What you have to do: Keeping every character intact, repeat the whole listing.

Records shown:
<<<<
use bytes::Bytes;

use crate::{
    commands::{CommandContext, CommandError, CommandResult, command_utils::ok_response},
    state::ServerState,
};

pub fn discard(
    state: &mut ServerState,
    context: &CommandContext,
    arguments: Vec<Bytes>,
) -> Result<CommandResult, CommandError> {
    if !arguments.is_empty() {
        return Err(CommandError::WrongNumberOfArguments("discard".to_string()));
    }

    let Ok(_) = state.transactions.remove_transaction(context.client_id) else {
        return Err(CommandError::DiscardWithoutMulti);
    };

    Ok(CommandResult::Response(ok_response()))
}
>>>>
Solution for this exercise:
use bytes::Bytes;

use crate::{
    commands::{CommandContext, CommandError, CommandResult, command_utils::ok_response},
    state::ServerState,
};

pub fn discard(
    state: &mut ServerState,
    context: &CommandContext,
    arguments: Vec<Bytes>,
) -> Result<CommandResult, CommandError> {
    if !arguments.is_empty() {
        return Err(CommandError::WrongNumberOfArguments("discard".to_string()));
    }

    let Ok(_) = state.transactions.remove_transaction(context.client_id) else {
        return Err(CommandError::DiscardWithoutMulti);
    };

    Ok(CommandResult::Response(ok_response()))
}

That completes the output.